Le sang-froid de Kruglov double sa mise en biathlon

Le biathlon est souvent considéré comme l’une des épreuves les plus surprenantes des Jeux d’hiver, mais sa combinaison de ski nordique et de tir a donné lieu au fil des ans à quelques passes d’armes passionnantes. La compétition de 1976 à Innsbruck, remportée par Nikolay Kruglov, un électricien soviétique de 25 ans, ne fait pas exception à la règle.


Bien que la discipline ait été inventée en Norvège au XVIIIe siècle, il fallut attendre 1958 pour assister aux premiers championnats du monde. Après ses débuts olympiques deux ans plus tard à Squaw Valley où une course de 20 km figurait au programme, le relais 4x7,5 km masculin fut ajouté en 1968 à Grenoble.

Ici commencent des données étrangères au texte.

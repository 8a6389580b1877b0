mod app_state;
mod ui_state;

pub(crate) use self::{
    app_state::{AppState, Selection},
    ui_state::UiState,
};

En biathlon, les concurrents courent contre la montre, en utilisant soit la méthode classique de ski nordique qui fait appel au pas alternatif, soit le pas de patineur, plus rapide. Dans le 20 km, chaque skieur fait quatre haltes au cours desquelles il doit tirer cinq balles sur une cible avec un petit calibre, une carabine 22 long rifle, pesant au minimum 3,5 kg. Chaque cible manquée est sanctionnée par une minute de pénalité.

Déjà champion du monde du 10 km sprint en 1975, Kruglov arriva à Innsbruck comme l’un des favoris pour le podium de l’épreuve éprouvante du 20 km, mais jamais il ne s’attendait à rapporter deux médailles à l’URSS.

Cette dernière compétition avait pour grands favoris le Finlandais Heikki Ikola, champion du monde en titre, et Aleksandr Tikhonov, coéquipier de Kruglov qui était passé à côté de l’or à Grenoble et quatre ans plus tard à Sapporo.
 
L’épreuve fut palpitante. Après la première séance de tir, Tikhonov prit le contrôle des opérations devant Ikola et malgré une cible manquée à l’arrêt suivant au stand de tir, il augmenta encore son avance jusqu’à 26 secondes. Dans l’intervalle, Kruglov était remonté à la troisième place, 25 secondes derrière le Finlandais.

Après le troisième passage au tir et un carton plein pour les trois hommes de tête, Kruglov, skiant superbement, termina sur les talons d’Ikola, réduisant son retard à huit secondes à peine.

Mais lors du dernier cycle de tirs – généralement décisif – Kruglov conserva son sang-froid. Ikola, qui accusait déjà un retard de plus d’une minute sur lui, écopa de deux minutes de pénalité alors que Tikhonov s’effondra.

Kruglov, qui servait alors dans l’Armée rouge, garda la tête jusqu’à l’arrivée et devança Ikola d’une minute et demie, en 1h12’12’26, temps ramené à 1h14’12’’26 avec les pénalités. Pour parachever cette victoire méritée dans le 20 km, il y ajouta celle du 4x7,5 km avec l’équipe de l’URSS. Avec Tikhonov comme dernier relayeur, les Soviétiques prirent à nouveau le meilleur sur la Finlande, qui dut se contenter de la médaille d’argent.

Après sa victoire dans le 20 km, Kruglov eut ces mots pour la presse : « Tout le monde attendait Tikhonov pour la médaille d’or, mais la compétition a été difficile et ouverte. J’espérais bien l’une des autres médailles, mais bien entendu, la médaille d’or me comble. »

Après son doublé olympique, Krulov transmit le témoin à son fils, né en 1981 et prénommé lui aussi Nikolay. Nikolay junior a été double champion du monde du relais et a également remporté des médailles d’argent aux Championnats du monde de 2005 et aux Jeux olympiques d’hiver de 2006.